:: WORK ORDER ::
Within the listing below, the lines containing "Medium" are to be counted. Give the number only.

:: DATASET RECORDS ::
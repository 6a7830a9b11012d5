//! Error types surfaced by the advisory engine.
//!
//! Every error returned from an engine operation is terminal to the request:
//! callers never receive a partial advisory or fallback weather values.

use std::time::Duration;

use thiserror::Error;

use crate::model::VesselId;

#[derive(Debug, Error)]
pub enum AdvisoryError {
    #[error(
        "Invalid coordinate ({lat}, {lon}): latitude must be within [-90, 90] and longitude within [-180, 180]"
    )]
    InvalidCoordinate { lat: f64, lon: f64 },

    #[error("Invalid forecast day {0}: expected a day between 0 and 9")]
    InvalidForecastDay(u8),

    #[error("Invalid baseline speed {0} kn: must be finite and non-negative")]
    InvalidBaseline(f64),

    #[error("Invalid search radius {0} km: must be finite and non-negative")]
    InvalidRadius(f64),

    #[error("No forecast available for ({lat:.2}, {lon:.2}) on day {day}")]
    NoForecastAvailable { lat: f64, lon: f64, day: u8 },

    #[error("Forecast provider unavailable: {0}")]
    ProviderUnavailable(#[source] ProviderError),

    #[error("Vessel {0} not found")]
    NotFound(VesselId),

    #[error("Access denied to vessel {0}")]
    AccessDenied(VesselId),

    #[error("Storage error: {0}")]
    Store(#[from] StoreError),
}

/// Failure reported by an upstream forecast provider.
#[derive(Debug, Clone, PartialEq, Eq, Error)]
pub enum ProviderError {
    #[error("request timed out after {0:?}")]
    Timeout(Duration),

    #[error("transient failure: {0}")]
    Transient(String),

    #[error("{0}")]
    Permanent(String),
}

impl ProviderError {
    /// Returns true if retrying the same request may succeed.
    pub fn is_transient(&self) -> bool {
        matches!(self, ProviderError::Timeout(_) | ProviderError::Transient(_))
    }
}

#[derive(Debug, Clone, PartialEq, Eq, Error)]
pub enum StoreError {
    #[error("backend failure: {0}")]
    Backend(String),

    #[error("record {0} does not exist")]
    MissingRecord(String),
}
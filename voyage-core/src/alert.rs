//! Threshold rules that turn a forecast day into hazard alert candidates.

use chrono::{DateTime, Duration, NaiveTime, Utc};
use serde::{Deserialize, Serialize};

use crate::geo::Coordinate;
use crate::model::{AlertId, AlertKind, ForecastSnapshot, HazardAlert};
use crate::severity::Severity;

/// Alert thresholds and footprint.
///
/// Example TOML:
/// [alerts]
/// storm_wind_mps = 20.0
/// radius_km = 50.0
#[derive(Debug, Clone, PartialEq, Serialize, Deserialize)]
#[serde(default)]
pub struct AlertRules {
    pub storm_wind_mps: f64,
    pub storm_critical_wind_mps: f64,
    pub swell_wave_m: f64,
    pub swell_critical_wave_m: f64,
    pub fog_visibility_km: f64,
    pub fog_high_visibility_km: f64,
    pub radius_km: f64,
}

impl Default for AlertRules {
    fn default() -> Self {
        Self {
            storm_wind_mps: 20.0,
            storm_critical_wind_mps: 28.0,
            swell_wave_m: 3.0,
            swell_critical_wave_m: 5.0,
            fog_visibility_km: 5.0,
            fog_high_visibility_km: 2.0,
            radius_km: 50.0,
        }
    }
}

impl AlertRules {
    /// Matching (kind, severity) pairs, one per breached threshold.
    pub fn evaluate(&self, snapshot: &ForecastSnapshot) -> Vec<(AlertKind, Severity)> {
        let w = &snapshot.weather;
        let mut hits = Vec::new();

        if w.wind_speed_mps >= self.storm_wind_mps {
            let severity = if w.wind_speed_mps >= self.storm_critical_wind_mps {
                Severity::Critical
            } else {
                Severity::High
            };
            hits.push((AlertKind::Storm, severity));
        }

        if w.wave_height_m >= self.swell_wave_m {
            let severity = if w.wave_height_m >= self.swell_critical_wave_m {
                Severity::Critical
            } else {
                Severity::High
            };
            hits.push((AlertKind::Swell, severity));
        }

        if w.visibility_km <= self.fog_visibility_km {
            let severity = if w.visibility_km <= self.fog_high_visibility_km {
                Severity::High
            } else {
                Severity::Medium
            };
            hits.push((AlertKind::Fog, severity));
        }

        hits
    }
}

/// Builds alert candidates for one forecast day.
///
/// Identity comes from the snapshot's rounded key and source date; `center`
/// is the footprint centre and may be a raw, unrounded position.
pub fn derive_alerts(
    snapshot: &ForecastSnapshot,
    center: Coordinate,
    rules: &AlertRules,
    now: DateTime<Utc>,
) -> Vec<HazardAlert> {
    let source_date = snapshot.source_date();
    let starts_at = source_date.and_time(NaiveTime::MIN).and_utc();
    let ends_at = starts_at + Duration::days(1);
    let w = &snapshot.weather;

    rules
        .evaluate(snapshot)
        .into_iter()
        .map(|(kind, severity)| {
            let detail = match kind {
                AlertKind::Storm => format!("Wind speeds of {:.1} m/s", w.wind_speed_mps),
                AlertKind::Swell => format!("Wave heights of {:.1} m", w.wave_height_m),
                AlertKind::Fog => format!("Visibility down to {:.1} km", w.visibility_km),
                AlertKind::Cyclone | AlertKind::Current => kind.label().to_string(),
            };

            let mut alert = HazardAlert {
                id: AlertId::new(kind, source_date, &snapshot.key),
                kind,
                severity,
                title: title_for(kind, severity),
                description: format!("{detail} forecast for {source_date}."),
                center,
                radius_km: rules.radius_km,
                starts_at,
                ends_at,
                wind_speed_mps: Some(w.wind_speed_mps),
                wave_height_m: Some(w.wave_height_m),
                visibility_km: Some(w.visibility_km),
                is_active: false,
            };
            alert.refresh_activity(now);
            alert
        })
        .collect()
}

fn title_for(kind: AlertKind, severity: Severity) -> String {
    match severity {
        Severity::Critical => format!("Severe {} Warning", kind.label()),
        Severity::High => format!("{} Warning", kind.label()),
        Severity::Medium => format!("{} Advisory", kind.label()),
        Severity::Low => format!("{} Watch", kind.label()),
    }
}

:: OUTPUT OF THE TASK ::
2